_Aim of the exercise_: Reproduce all of the data, making sure that no line differs from the original.

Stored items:
====================

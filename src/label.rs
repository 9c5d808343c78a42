//! Report label helpers.
//!
//! Report consumers index children by their label and reserve parentheses for
//! their own rendering of parameterised names. Every label emitted into a
//! report tree therefore passes through [`safe_text`] and then through a
//! [`LabelUniquifier`] shared by the whole build session.
//!
//! # Examples
//!
//! ```
//! use storytree::label::{LabelUniquifier, safe_text};
//!
//! assert_eq!(safe_text("Given a (new)\nuser"), "Given a |new|, user");
//!
//! let mut labels = LabelUniquifier::default();
//! assert_eq!(labels.make_unique("When I log in"), "When I log in");
//! assert_eq!(labels.make_unique("When I log in"), "When I log in [2]");
//! ```

use std::collections::{HashMap, HashSet};

use itertools::Itertools;

/// Separator that replaces line breaks in labels.
pub const LINE_JOINER: &str = ", ";

/// Replacement for the parenthesis characters reserved by report consumers.
pub const PAREN_REPLACEMENT: char = '|';

/// Render `text` as a single report-safe line.
///
/// Carriage returns become line feeds, runs of line feeds collapse into one,
/// each remaining line feed becomes [`LINE_JOINER`], and parentheses become
/// [`PAREN_REPLACEMENT`]. Applying the transform twice yields the same result
/// as applying it once.
#[must_use]
pub fn safe_text(text: &str) -> String {
    text.chars()
        .map(|c| if c == '\r' { '\n' } else { c })
        .coalesce(|prev, next| {
            if prev == '\n' && next == '\n' {
                Ok(prev)
            } else {
                Err((prev, next))
            }
        })
        .fold(String::with_capacity(text.len()), |mut out, c| {
            match c {
                '\n' => out.push_str(LINE_JOINER),
                '(' | ')' => out.push(PAREN_REPLACEMENT),
                other => out.push(other),
            }
            out
        })
}

/// Return the first line of a step.
///
/// Multi-line steps carry tables or doc strings after the first line; only the
/// first line describes the step in the report. Both `\n` and `\r` end a line.
#[must_use]
pub fn first_line(text: &str) -> &str {
    text.split_once(['\r', '\n']).map_or(text, |(head, _)| head)
}

/// Hands out labels that never repeat within one build session.
///
/// The first request for a label returns it unchanged. Later requests for the
/// same base label receive a ` [n]` suffix, where `n` counts occurrences of
/// that base starting at 2. A suffixed candidate that collides with a label
/// already handed out is skipped, so every returned label is distinct from
/// every previously returned one.
#[derive(Debug, Default, Clone)]
pub struct LabelUniquifier {
    occurrences: HashMap<String, usize>,
    issued: HashSet<String>,
}

impl LabelUniquifier {
    /// Create an empty uniquifier.
    #[must_use]
    pub fn new() -> Self {
        Self::default()
    }

    /// Make `text` report-safe and distinct from all labels issued so far.
    pub fn make_unique(&mut self, text: &str) -> String {
        let base = safe_text(text);
        let seen = self.occurrences.entry(base.clone()).or_insert(0);
        let mut label = if *seen == 0 {
            base.clone()
        } else {
            format!("{base} [{}]", *seen + 1)
        };
        *seen += 1;
        while self.issued.contains(&label) {
            *seen += 1;
            label = format!("{base} [{}]", *seen);
        }
        self.issued.insert(label.clone());
        label
    }
}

====================

_Output of the exercise_:
filename src/label.rs
repository 9c5d808343c78a42
//! Report label helpers.
//!
//! Report consumers index children by their label and reserve parentheses for
//! their own rendering of parameterised names. Every label emitted into a
//! report tree therefore passes through [`safe_text`] and then through a
//! [`LabelUniquifier`] shared by the whole build session.
//!
//! # Examples
//!
//! ```
//! use storytree::label::{LabelUniquifier, safe_text};
//!
//! assert_eq!(safe_text("Given a (new)\nuser"), "Given a |new|, user");
//!
//! let mut labels = LabelUniquifier::default();
//! assert_eq!(labels.make_unique("When I log in"), "When I log in");
//! assert_eq!(labels.make_unique("When I log in"), "When I log in [2]");
//! ```

use std::collections::{HashMap, HashSet};

use itertools::Itertools;

/// Separator that replaces line breaks in labels.
pub const LINE_JOINER: &str = ", ";

/// Replacement for the parenthesis characters reserved by report consumers.
pub const PAREN_REPLACEMENT: char = '|';

/// Render `text` as a single report-safe line.
///
/// Carriage returns become line feeds, runs of line feeds collapse into one,
/// each remaining line feed becomes [`LINE_JOINER`], and parentheses become
/// [`PAREN_REPLACEMENT`]. Applying the transform twice yields the same result
/// as applying it once.
#[must_use]
pub fn safe_text(text: &str) -> String {
    text.chars()
        .map(|c| if c == '\r' { '\n' } else { c })
        .coalesce(|prev, next| {
            if prev == '\n' && next == '\n' {
                Ok(prev)
            } else {
                Err((prev, next))
            }
        })
        .fold(String::with_capacity(text.len()), |mut out, c| {
            match c {
                '\n' => out.push_str(LINE_JOINER),
                '(' | ')' => out.push(PAREN_REPLACEMENT),
                other => out.push(other),
            }
            out
        })
}

/// Return the first line of a step.
///
/// Multi-line steps carry tables or doc strings after the first line; only the
/// first line describes the step in the report. Both `\n` and `\r` end a line.
#[must_use]
pub fn first_line(text: &str) -> &str {
    text.split_once(['\r', '\n']).map_or(text, |(head, _)| head)
}

/// Hands out labels that never repeat within one build session.
///
/// The first request for a label returns it unchanged. Later requests for the
/// same base label receive a ` [n]` suffix, where `n` counts occurrences of
/// that base starting at 2. A suffixed candidate that collides with a label
/// already handed out is skipped, so every returned label is distinct from
/// every previously returned one.
#[derive(Debug, Default, Clone)]
pub struct LabelUniquifier {
    occurrences: HashMap<String, usize>,
    issued: HashSet<String>,
}

impl LabelUniquifier {
    /// Create an empty uniquifier.
    #[must_use]
    pub fn new() -> Self {
        Self::default()
    }

    /// Make `text` report-safe and distinct from all labels issued so far.
    pub fn make_unique(&mut self, text: &str) -> String {
        let base = safe_text(text);
        let seen = self.occurrences.entry(base.clone()).or_insert(0);
        let mut label = if *seen == 0 {
            base.clone()
        } else {
            format!("{base} [{}]", *seen + 1)
        };
        *seen += 1;
        while self.issued.contains(&label) {
            *seen += 1;
            label = format!("{base} [{}]", *seen);
        }
        self.issued.insert(label.clone());
        label
    }
}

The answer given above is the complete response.